I believe that this is the related PR: https://github.com/openshift/machine-config-operator/pull/700
The above PR just merged.
There's an updated e2e test that checks for invalid tolerations (https://github.com/openshift/origin/pull/22752), which fails with the string `pods found with invalid tolerations`. A search of the last 7d of CI logs shows there are no failures with this problem related to the MCO. https://ci-search-ci-search-next.svc.ci.openshift.org/?search=pods+found+with+invalid+tolerations&maxAge=168h&context=5&type=all This seems to indicate this BZ has been properly fixed. We're going to try some additional tests to functionally verify this.
I stood up a cluster and stopped the kubelet.service running on the master node (using oc debug node) and the etcd quorum guard pod running on it became unschedulable after the tolerationSeconds elapsed.

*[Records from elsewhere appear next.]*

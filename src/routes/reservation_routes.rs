use axum::{
    extract::{Path, State},
    http::StatusCode,
    routing::{get, put},
    Json, Router,
};
use uuid::Uuid;

use crate::controllers::reservation_controller::ReservationController;
use crate::dto::api_response::ApiResponse;
use crate::dto::reservation_dto::{
    CreateReservationRequest, ReservationListItem, ReservationStatusResponse,
    UpdateReservationStatusRequest,
};
use crate::middleware::{AdminUser, MaybeUser};
use crate::models::auth::AuthenticatedUser;
use crate::models::reservation::Reservation;
use crate::state::AppState;
use crate::utils::errors::AppError;
use crate::utils::validation::ValidatedJson;

pub fn create_reservation_router() -> Router<AppState> {
    Router::new()
        .route("/", get(list_reservations).post(create_reservation))
        .route("/mine", get(list_my_reservations))
        .route("/:id", get(get_reservation).delete(delete_reservation))
        .route("/:id/status", put(update_reservation_status))
}

async fn create_reservation(
    State(state): State<AppState>,
    MaybeUser(user): MaybeUser,
    ValidatedJson(request): ValidatedJson<CreateReservationRequest>,
) -> Result<(StatusCode, Json<ApiResponse<Reservation>>), AppError> {
    let controller = ReservationController::new(&state);
    let response = controller.create(request, user).await?;
    Ok((StatusCode::CREATED, Json(response)))
}

async fn list_reservations(
    State(state): State<AppState>,
    _admin: AdminUser,
) -> Result<Json<Vec<ReservationListItem>>, AppError> {
    let controller = ReservationController::new(&state);
    let response = controller.list().await?;
    Ok(Json(response))
}

async fn list_my_reservations(
    State(state): State<AppState>,
    user: AuthenticatedUser,
) -> Result<Json<Vec<ReservationListItem>>, AppError> {
    let controller = ReservationController::new(&state);
    let response = controller.list_for_user(user).await?;
    Ok(Json(response))
}

async fn get_reservation(
    State(state): State<AppState>,
    _admin: AdminUser,
    Path(id): Path<Uuid>,
) -> Result<Json<Reservation>, AppError> {
    let controller = ReservationController::new(&state);
    let response = controller.get_by_id(id).await?;
    Ok(Json(response))
}

async fn update_reservation_status(
    State(state): State<AppState>,
    _admin: AdminUser,
    Path(id): Path<Uuid>,
    ValidatedJson(request): ValidatedJson<UpdateReservationStatusRequest>,
) -> Result<Json<ApiResponse<ReservationStatusResponse>>, AppError> {
    let controller = ReservationController::new(&state);
    let response = controller.update_status(id, request).await?;
    Ok(Json(response))
}

async fn delete_reservation(
    State(state): State<AppState>,
    _admin: AdminUser,
    Path(id): Path<Uuid>,
) -> Result<Json<ApiResponse<()>>, AppError> {
    let controller = ReservationController::new(&state);
    controller.delete(id).await?;
    Ok(Json(ApiResponse::message_only("Reserva eliminada exitosamente")))
}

The machine config daemon pod also running on this node (that doesn't have tolerationSeconds) did not evict itself. This functions as described in from https://github.com/openshift/machine-config-operator/pull/700 $ oc get clusterversion NAME VERSION AVAILABLE PROGRESSING SINCE STATUS version 4.1.0-0.okd-2019-05-13-204940 True False 105m Cluster version is 4.1.0-0.okd-2019-05-13-204940 Closing as verified.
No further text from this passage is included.